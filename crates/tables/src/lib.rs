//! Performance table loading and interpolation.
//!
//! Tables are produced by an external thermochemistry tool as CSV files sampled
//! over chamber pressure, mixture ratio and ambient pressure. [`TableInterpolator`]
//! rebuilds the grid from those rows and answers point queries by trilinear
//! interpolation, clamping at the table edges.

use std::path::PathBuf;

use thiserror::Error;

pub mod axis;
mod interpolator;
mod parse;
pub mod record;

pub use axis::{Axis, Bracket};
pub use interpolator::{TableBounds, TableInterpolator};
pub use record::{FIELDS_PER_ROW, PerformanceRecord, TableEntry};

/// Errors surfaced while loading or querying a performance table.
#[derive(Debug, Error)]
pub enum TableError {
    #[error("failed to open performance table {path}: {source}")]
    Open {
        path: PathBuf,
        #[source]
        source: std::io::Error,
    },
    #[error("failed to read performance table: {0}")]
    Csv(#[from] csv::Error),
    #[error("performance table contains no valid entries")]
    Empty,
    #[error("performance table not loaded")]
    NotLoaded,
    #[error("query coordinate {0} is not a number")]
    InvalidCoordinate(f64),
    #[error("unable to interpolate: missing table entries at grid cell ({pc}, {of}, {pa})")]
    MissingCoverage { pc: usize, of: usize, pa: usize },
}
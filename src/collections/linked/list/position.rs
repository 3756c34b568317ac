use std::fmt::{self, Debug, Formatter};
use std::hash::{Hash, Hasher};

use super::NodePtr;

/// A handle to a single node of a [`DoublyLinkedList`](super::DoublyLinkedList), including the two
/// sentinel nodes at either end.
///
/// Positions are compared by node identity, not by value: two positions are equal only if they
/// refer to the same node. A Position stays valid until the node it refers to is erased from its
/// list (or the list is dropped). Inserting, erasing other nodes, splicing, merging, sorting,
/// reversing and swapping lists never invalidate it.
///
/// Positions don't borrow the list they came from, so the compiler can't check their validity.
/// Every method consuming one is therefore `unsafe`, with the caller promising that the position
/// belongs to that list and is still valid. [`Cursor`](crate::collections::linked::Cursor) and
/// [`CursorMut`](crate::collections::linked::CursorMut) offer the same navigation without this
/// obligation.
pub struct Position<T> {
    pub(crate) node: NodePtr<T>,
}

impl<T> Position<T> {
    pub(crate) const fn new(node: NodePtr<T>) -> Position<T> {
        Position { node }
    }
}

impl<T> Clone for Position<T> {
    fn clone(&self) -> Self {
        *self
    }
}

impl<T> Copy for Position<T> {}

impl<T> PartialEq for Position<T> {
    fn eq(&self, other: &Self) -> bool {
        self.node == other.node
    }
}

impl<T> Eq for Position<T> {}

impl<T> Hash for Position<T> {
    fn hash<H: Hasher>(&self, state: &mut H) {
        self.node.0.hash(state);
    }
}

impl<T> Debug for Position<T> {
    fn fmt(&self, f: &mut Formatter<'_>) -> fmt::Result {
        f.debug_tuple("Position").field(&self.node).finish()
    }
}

::::::::

ASSIGNMENT
Every line above in which the word "super" is present must be copied into the answer.

ANSWER SPACE
use super::NodePtr;
/// A handle to a single node of a [`DoublyLinkedList`](super::DoublyLinkedList), including the two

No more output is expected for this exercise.